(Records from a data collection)

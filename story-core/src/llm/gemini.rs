//! Gemini backend for the text-generation port.

use super::{GenerationError, GenerationRequest, MinIntervalLimiter, TextGenerator};
use ::gemini::{Gemini, Request, Response};
use async_trait::async_trait;
use std::time::Duration;
use tracing::debug;

/// Spacing between calls that keeps a free-tier key under its quota.
pub const DEFAULT_MIN_INTERVAL: Duration = Duration::from_secs(12);

pub const DEFAULT_MAX_OUTPUT_TOKENS: u32 = 2048;

/// A [`TextGenerator`] backed by the Gemini API.
pub struct GeminiGenerator {
    client: Gemini,
    limiter: MinIntervalLimiter,
    max_output_tokens: u32,
}

impl GeminiGenerator {
    pub fn new(client: Gemini) -> Self {
        Self {
            client,
            limiter: MinIntervalLimiter::new(DEFAULT_MIN_INTERVAL),
            max_output_tokens: DEFAULT_MAX_OUTPUT_TOKENS,
        }
    }

    /// Create a generator from the GEMINI_API_KEY environment variable.
    pub fn from_env() -> Result<Self, GenerationError> {
        Ok(Self::new(Gemini::from_env()?))
    }

    pub fn with_min_interval(mut self, interval: Duration) -> Self {
        self.limiter = MinIntervalLimiter::new(interval);
        self
    }

    pub fn with_max_output_tokens(mut self, max_output_tokens: u32) -> Self {
        self.max_output_tokens = max_output_tokens;
        self
    }

    pub fn model(&self) -> &str {
        self.client.model()
    }
}

#[async_trait]
impl TextGenerator for GeminiGenerator {
    async fn generate(&self, request: GenerationRequest) -> Result<String, GenerationError> {
        request.validate()?;
        self.limiter.acquire().await;

        let api_request = Request::prompt(request.effective_prompt())
            .with_temperature(request.temperature)
            .with_max_output_tokens(self.max_output_tokens);

        let response = self.client.generate(api_request).await?;
        debug!(
            model = self.client.model(),
            prompt_tokens = response.usage.prompt_tokens,
            output_tokens = response.usage.candidates_tokens,
            "Gemini call finished"
        );
        response_text(&response)
    }
}

/// Usable text of a response, or why there is none.
fn response_text(response: &Response) -> Result<String, GenerationError> {
    let text = response.text();
    let text = text.trim();
    if !text.is_empty() {
        return Ok(text.to_string());
    }
    match response.block_reason() {
        Some(reason) => Err(GenerationError::Blocked { reason }),
        None => Err(GenerationError::EmptyResponse),
    }
}

#[cfg(test)]
mod tests {
    use super::*;
    use ::gemini::{Candidate, FinishReason, PromptFeedback, Usage};

    fn response(parts: &[&str], finish_reason: Option<FinishReason>) -> Response {
        Response {
            candidates: vec![Candidate {
                parts: parts.iter().map(|p| p.to_string()).collect(),
                finish_reason,
            }],
            prompt_feedback: None,
            usage: Usage::default(),
            model_version: None,
        }
    }

    #[test]
    fn test_text_is_joined_and_trimmed() {
        let r = response(&["  The monk ", "bowed.\n"], Some(FinishReason::Stop));
        assert_eq!(response_text(&r).unwrap(), "The monk bowed.");
    }

    #[test]
    fn test_policy_finish_reason_is_blocked() {
        let r = response(&[], Some(FinishReason::Safety));
        match response_text(&r) {
            Err(GenerationError::Blocked { reason }) => assert_eq!(reason, "SAFETY"),
            other => panic!("expected Blocked, got {:?}", other),
        }
    }

    #[test]
    fn test_prompt_block_reason_is_blocked() {
        let r = Response {
            candidates: vec![],
            prompt_feedback: Some(PromptFeedback {
                block_reason: Some("PROHIBITED_CONTENT".into()),
            }),
            usage: Usage::default(),
            model_version: None,
        };
        assert!(matches!(
            response_text(&r),
            Err(GenerationError::Blocked { .. })
        ));
    }

    #[test]
    fn test_empty_without_reason() {
        let r = response(&["   "], Some(FinishReason::MaxTokens));
        assert!(matches!(
            response_text(&r),
            Err(GenerationError::EmptyResponse)
        ));
    }

    #[tokio::test]
    async fn test_empty_prompt_rejected_before_network() {
        let generator = GeminiGenerator::new(Gemini::new("test-key"))
            .with_min_interval(Duration::ZERO);
        let err = generator
            .generate(GenerationRequest::new("", 0.7))
            .await
            .unwrap_err();
        assert!(matches!(err, GenerationError::InvalidRequest(_)));
    }
}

Task requirements: The task requires each record above to be restated exactly.

Exercise output:
filename story-core/src/llm/gemini.rs
//! Gemini backend for the text-generation port.

use super::{GenerationError, GenerationRequest, MinIntervalLimiter, TextGenerator};
use ::gemini::{Gemini, Request, Response};
use async_trait::async_trait;
use std::time::Duration;
use tracing::debug;

/// Spacing between calls that keeps a free-tier key under its quota.
pub const DEFAULT_MIN_INTERVAL: Duration = Duration::from_secs(12);

pub const DEFAULT_MAX_OUTPUT_TOKENS: u32 = 2048;

/// A [`TextGenerator`] backed by the Gemini API.
pub struct GeminiGenerator {
    client: Gemini,
    limiter: MinIntervalLimiter,
    max_output_tokens: u32,
}

impl GeminiGenerator {
    pub fn new(client: Gemini) -> Self {
        Self {
            client,
            limiter: MinIntervalLimiter::new(DEFAULT_MIN_INTERVAL),
            max_output_tokens: DEFAULT_MAX_OUTPUT_TOKENS,
        }
    }

    /// Create a generator from the GEMINI_API_KEY environment variable.
    pub fn from_env() -> Result<Self, GenerationError> {
        Ok(Self::new(Gemini::from_env()?))
    }

    pub fn with_min_interval(mut self, interval: Duration) -> Self {
        self.limiter = MinIntervalLimiter::new(interval);
        self
    }

    pub fn with_max_output_tokens(mut self, max_output_tokens: u32) -> Self {
        self.max_output_tokens = max_output_tokens;
        self
    }

    pub fn model(&self) -> &str {
        self.client.model()
    }
}

#[async_trait]
impl TextGenerator for GeminiGenerator {
    async fn generate(&self, request: GenerationRequest) -> Result<String, GenerationError> {
        request.validate()?;
        self.limiter.acquire().await;

        let api_request = Request::prompt(request.effective_prompt())
            .with_temperature(request.temperature)
            .with_max_output_tokens(self.max_output_tokens);

        let response = self.client.generate(api_request).await?;
        debug!(
            model = self.client.model(),
            prompt_tokens = response.usage.prompt_tokens,
            output_tokens = response.usage.candidates_tokens,
            "Gemini call finished"
        );
        response_text(&response)
    }
}

/// Usable text of a response, or why there is none.
fn response_text(response: &Response) -> Result<String, GenerationError> {
    let text = response.text();
    let text = text.trim();
    if !text.is_empty() {
        return Ok(text.to_string());
    }
    match response.block_reason() {
        Some(reason) => Err(GenerationError::Blocked { reason }),
        None => Err(GenerationError::EmptyResponse),
    }
}

#[cfg(test)]
mod tests {
    use super::*;
    use ::gemini::{Candidate, FinishReason, PromptFeedback, Usage};

    fn response(parts: &[&str], finish_reason: Option<FinishReason>) -> Response {
        Response {
            candidates: vec![Candidate {
                parts: parts.iter().map(|p| p.to_string()).collect(),
                finish_reason,
            }],
            prompt_feedback: None,
            usage: Usage::default(),
            model_version: None,
        }
    }

    #[test]
    fn test_text_is_joined_and_trimmed() {
        let r = response(&["  The monk ", "bowed.\n"], Some(FinishReason::Stop));
        assert_eq!(response_text(&r).unwrap(), "The monk bowed.");
    }

    #[test]
    fn test_policy_finish_reason_is_blocked() {
        let r = response(&[], Some(FinishReason::Safety));
        match response_text(&r) {
            Err(GenerationError::Blocked { reason }) => assert_eq!(reason, "SAFETY"),
            other => panic!("expected Blocked, got {:?}", other),
        }
    }

    #[test]
    fn test_prompt_block_reason_is_blocked() {
        let r = Response {
            candidates: vec![],
            prompt_feedback: Some(PromptFeedback {
                block_reason: Some("PROHIBITED_CONTENT".into()),
            }),
            usage: Usage::default(),
            model_version: None,
        };
        assert!(matches!(
            response_text(&r),
            Err(GenerationError::Blocked { .. })
        ));
    }

    #[test]
    fn test_empty_without_reason() {
        let r = response(&["   "], Some(FinishReason::MaxTokens));
        assert!(matches!(
            response_text(&r),
            Err(GenerationError::EmptyResponse)
        ));
    }

    #[tokio::test]
    async fn test_empty_prompt_rejected_before_network() {
        let generator = GeminiGenerator::new(Gemini::new("test-key"))
            .with_min_interval(Duration::ZERO);
        let err = generator
            .generate(GenerationRequest::new("", 0.7))
            .await
            .unwrap_err();
        assert!(matches!(err, GenerationError::InvalidRequest(_)));
    }
}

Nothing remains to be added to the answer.